▶ [WHAT TO WORK ON]
Two lines in the listing below mark the span: one contains "row of a partitioned listing." and one contains "the whole partition.". Reproduce both of them and everything between, exactly.

START RECORDS FOR THE EXERCISE

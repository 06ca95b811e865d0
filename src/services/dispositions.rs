//! Pure operations over a record's disposition map.

use crate::models::{CandidateId, CandidateRecord, CandidateSnapshot, Disposition, ReviewerKey};
use crate::storage::IdentityResolver;
use crate::{Error, Result};
use serde::Serialize;

/// Records or overwrites `reviewer`'s disposition on `record`.
///
/// Last writer wins. Whether `reviewer` may be the group key is the
/// caller's concern.
///
/// Returns `true` if the stored entry changed.
///
/// # Errors
///
/// Returns [`Error::InvalidInput`] if `disposition` is empty or whitespace.
pub fn merge_disposition(
    record: &mut CandidateRecord,
    reviewer: &ReviewerKey,
    disposition: &str,
    comments: &str,
) -> Result<bool> {
    if disposition.trim().is_empty() {
        return Err(Error::InvalidInput("disposition is required".to_string()));
    }
    let entry = Disposition::new(disposition, comments);
    let dispositions = &mut record.document.dispositions;
    if dispositions.get(reviewer) == Some(&entry) {
        return Ok(false);
    }
    dispositions.insert(reviewer.clone(), entry);
    Ok(true)
}

/// A candidate with its number of distinct reviewers.
#[derive(Debug, Clone, PartialEq, Eq, Serialize)]
pub struct CandidateTally {
    /// Candidate identifier.
    pub id: CandidateId,
    /// Number of reviewers with a disposition.
    pub length: usize,
}

/// Candidates split by whether a reviewer has answered them.
#[derive(Debug, Clone, Default, PartialEq, Eq, Serialize)]
pub struct AnswerSplit {
    /// Candidates the reviewer has a disposition on.
    pub answered: Vec<CandidateTally>,
    /// Everything else.
    pub unanswered: Vec<CandidateTally>,
}

/// Splits the snapshot by whether `reviewer` has answered each candidate.
///
/// Both lists keep snapshot order and together contain every record once.
#[must_use]
pub fn split_answered_unanswered(snapshot: &CandidateSnapshot, reviewer: &ReviewerKey) -> AnswerSplit {
    let mut split = AnswerSplit::default();
    for record in snapshot {
        let tally = CandidateTally {
            id: record.id.clone(),
            length: record.reviewer_count(),
        };
        if record.disposition_for(reviewer).is_some() {
            split.answered.push(tally);
        } else {
            split.unanswered.push(tally);
        }
    }
    split
}

/// A disposition attributed to a display name.
#[derive(Debug, Clone, PartialEq, Eq, Serialize)]
pub struct NamedDisposition {
    /// Reviewer key.
    #[serde(rename = "_id")]
    pub id: ReviewerKey,
    /// Reviewer display name.
    pub name: String,
    /// Verdict.
    pub disposition: String,
    /// Free-form comments.
    pub comments: String,
}

/// Attaches display names to a record's dispositions.
///
/// Keys whose identity cannot be resolved (missing document or lookup
/// failure) are left out. Output follows reviewer key order.
pub async fn resolve_reviewer_names<R: IdentityResolver>(
    record: &CandidateRecord,
    resolver: &R,
) -> Vec<NamedDisposition> {
    let mut named = Vec::with_capacity(record.reviewer_count());
    for (key, entry) in record.dispositions() {
        match resolver.display_name(key).await {
            Ok(Some(name)) => named.push(NamedDisposition {
                id: key.clone(),
                name,
                disposition: entry.disposition.clone(),
                comments: entry.comments.clone(),
            }),
            Ok(None) => {
                tracing::debug!(reviewer = %key, "Reviewer identity not found, omitting");
            },
            Err(e) => {
                tracing::warn!(reviewer = %key, error = %e, "Reviewer name lookup failed, omitting");
            },
        }
    }
    named
}

#[cfg(test)]
mod tests {
    use super::*;
    use crate::storage::MemoryDocumentStore;
    use crate::storage::DocumentIdentityResolver;
    use serde_json::json;
    use std::sync::Arc;

    fn record_with(entries: &[(&str, &str)]) -> CandidateRecord {
        let mut record = CandidateRecord::empty(CandidateId::new("1"));
        for (key, verdict) in entries {
            merge_disposition(&mut record, &ReviewerKey::new(*key), verdict, "").unwrap();
        }
        record
    }

    #[test]
    fn test_merge_inserts_then_overwrites() {
        let mut record = CandidateRecord::empty(CandidateId::new("1"));
        let alice = ReviewerKey::new("user:alice");

        assert!(merge_disposition(&mut record, &alice, "PC", "looks good").unwrap());
        assert!(!merge_disposition(&mut record, &alice, "PC", "looks good").unwrap());
        assert!(merge_disposition(&mut record, &alice, "EB", "secondary").unwrap());

        let entry = record.disposition_for(&alice).unwrap();
        assert_eq!(entry.disposition, "EB");
        assert_eq!(entry.comments, "secondary");
        assert_eq!(record.reviewer_count(), 1);
    }

    #[test]
    fn test_merge_rejects_blank_disposition() {
        let mut record = CandidateRecord::empty(CandidateId::new("1"));
        let err = merge_disposition(&mut record, &ReviewerKey::new("user:a"), "  ", "x").unwrap_err();
        assert!(matches!(err, Error::InvalidInput(_)));
        assert_eq!(record.reviewer_count(), 0);
    }

    #[test]
    fn test_split_example() {
        let a = record_with(&[("user:a", "PC"), ("user:b", "EB")]);
        let mut b = record_with(&[]);
        b.id = CandidateId::new("2");
        let mut c = record_with(&[("user:b", "FP")]);
        c.id = CandidateId::new("3");
        let snapshot = CandidateSnapshot::new(vec![a, b, c]);

        let split = split_answered_unanswered(&snapshot, &ReviewerKey::new("user:a"));
        assert_eq!(
            split.answered,
            vec![CandidateTally {
                id: CandidateId::new("1"),
                length: 2
            }]
        );
        assert_eq!(
            split.unanswered,
            vec![
                CandidateTally {
                    id: CandidateId::new("2"),
                    length: 0
                },
                CandidateTally {
                    id: CandidateId::new("3"),
                    length: 1
                },
            ]
        );
    }

    #[tokio::test]
    async fn test_resolve_drops_unknown_reviewers() {
        let store = Arc::new(MemoryDocumentStore::new());
        store.put(json!({"_id": "user:a", "name": "Ada"}));
        let resolver = DocumentIdentityResolver::new(store);
        let record = record_with(&[("user:a", "PC"), ("user:ghost", "EB")]);

        let named = resolve_reviewer_names(&record, &resolver).await;
        assert_eq!(named.len(), 1);
        assert_eq!(named[0].name, "Ada");
        assert_eq!(named[0].disposition, "PC");
        assert_eq!(named[0].id.as_str(), "user:a");
    }
}
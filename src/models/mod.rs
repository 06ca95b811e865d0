//! Data models for planet patrol.
//!
//! Candidate records as stored in the document store, the reviewer keys
//! that index their dispositions, and the folder/file shapes of the
//! evidence hierarchy.

mod candidate;
mod folder;
pub mod glossary;
mod reviewer;
mod snapshot;

pub use candidate::{
    AttributeValue, CANDIDATE_PARTITION, CandidateDocument, CandidateId, CandidateRecord,
    KnownField,
};
pub use folder::{FileReference, FolderIndex, FolderNode};
pub use reviewer::{Disposition, ReviewerKey};
pub use snapshot::CandidateSnapshot;

use serde::{Deserialize, Deserializer};

/// Deserializes `null` as the type's default value.
///
/// Older candidate documents carry `"dispositions": null` and
/// `"comments": null`.
pub(crate) fn null_as_default<'de, D, T>(deserializer: D) -> Result<T, D::Error>
where
    D: Deserializer<'de>,
    T: Default + Deserialize<'de>,
{
    Option::<T>::deserialize(deserializer).map(Option::unwrap_or_default)
}
//! CLI command implementations.
//!
//! Each command takes a [`PatrolApp`] (stores, state and services wired
//! from configuration) and writes its output to a caller-supplied writer.
//!
//! # Commands
//!
//! | Command | Description |
//! |---------|-------------|
//! | `serve` | Run the snapshot and folder index loops until Ctrl-C |
//! | `export` | Fetch one snapshot and write the disposition CSV |
//! | `folders` | Build the folder index once and list it |
//! | `files` | Locate evidence files for a candidate |
//! | `pending` | Answered/unanswered split for a reviewer |
//! | `submit` | Record a disposition |
//! | `show` | Candidate detail with reviewer names |
//! | `glossary` | Search disposition abbreviations |
//!
//! # Example Usage
//!
//! ```bash
//! # Keep the views fresh
//! planet-patrol serve
//!
//! # Export every candidate
//! planet-patrol export --all --output ./exports
//!
//! # What is left for a reviewer
//! planet-patrol pending --reviewer user:ada@example.org
//! ```

mod app;
mod export;
mod folders;
mod glossary;
mod review;
mod serve;

pub use app::{AppReviewService, ConfiguredGroupPolicy, PatrolApp};
pub use export::cmd_export;
pub use folders::{cmd_files, cmd_folders};
pub use glossary::cmd_glossary;
pub use review::{cmd_pending, cmd_show, cmd_submit};
pub use serve::{cmd_serve, ctrl_c};
//! Document store trait.

use crate::Result;
use serde_json::Value;
use std::future::Future;

/// Options for a partitioned listing.
#[derive(Debug, Clone, Default, PartialEq, Eq)]
pub struct PartitionQuery {
    /// Whether rows should carry their full documents.
    pub include_docs: bool,
    /// Inclusive lower bound on document keys.
    pub start_key: Option<String>,
    /// Maximum rows to return; `None` lets the store decide.
    pub limit: Option<usize>,
}

impl PartitionQuery {
    /// Query for the first page, with documents.
    #[must_use]
    pub const fn first_page() -> Self {
        Self {
            include_docs: true,
            start_key: None,
            limit: None,
        }
    }

    /// Query for the page after `last_key`, with documents.
    ///
    /// Appends a NUL sentinel so the bound excludes `last_key` itself.
    #[must_use]
    pub fn after(last_key: &str) -> Self {
        Self {
            include_docs: true,
            start_key: Some(format!("{last_key}\0")),
            limit: None,
        }
    }

    /// Sets the row limit.
    #[must_use]
    pub const fn with_limit(mut self, limit: Option<usize>) -> Self {
        self.limit = limit;
        self
    }
}

/// A row of a partitioned listing.
#[derive(Debug, Clone, PartialEq)]
pub struct PartitionRow {
    /// Document key.
    pub id: String,
    /// Full document, when requested.
    pub doc: Option<Value>,
}

/// A page of a partitioned listing.
#[derive(Debug, Clone, Default, PartialEq)]
pub struct PartitionPage {
    /// Rows in key order.
    pub rows: Vec<PartitionRow>,
    /// Number of documents in the whole partition.
    pub total_rows: usize,
}

/// A partitioned JSON document store.
///
/// Implementations must return rows in ascending key order so the
/// exclusive-cursor pagination in the snapshot builder visits each document
/// once.
pub trait DocumentStore: Send + Sync {
    /// Lists documents of a partition.
    fn partitioned_list(
        &self,
        partition: &str,
        query: &PartitionQuery,
    ) -> impl Future<Output = Result<PartitionPage>> + Send;

    /// Reads a document; `Ok(None)` when it does not exist.
    fn get(&self, id: &str) -> impl Future<Output = Result<Option<Value>>> + Send;

    /// Creates or updates a document (keyed by its `_id`).
    fn insert(&self, document: &Value) -> impl Future<Output = Result<()>> + Send;
}

#[cfg(test)]
mod tests {
    use super::*;

    #[test]
    fn test_after_appends_sentinel() {
        let query = PartitionQuery::after("tic:100");
        assert_eq!(query.start_key.as_deref(), Some("tic:100\0"));
        assert!(query.include_docs);
        assert!(query.start_key.as_deref() > Some("tic:100"));
        assert!(query.start_key.as_deref() < Some("tic:1000"));
    }
}
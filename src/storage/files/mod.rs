//! File store backends.

mod drive;
mod memory;

pub use drive::{DEFAULT_DRIVE_URL, DriveStore};
pub use memory::MemoryFileStore;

END RECORDS FOR THE EXERCISE

▶ [SOLUTION]
/// A row of a partitioned listing.
#[derive(Debug, Clone, PartialEq)]
pub struct PartitionRow {
    /// Document key.
    pub id: String,
    /// Full document, when requested.
    pub doc: Option<Value>,
}

/// A page of a partitioned listing.
#[derive(Debug, Clone, Default, PartialEq)]
pub struct PartitionPage {
    /// Rows in key order.
    pub rows: Vec<PartitionRow>,
    /// Number of documents in the whole partition.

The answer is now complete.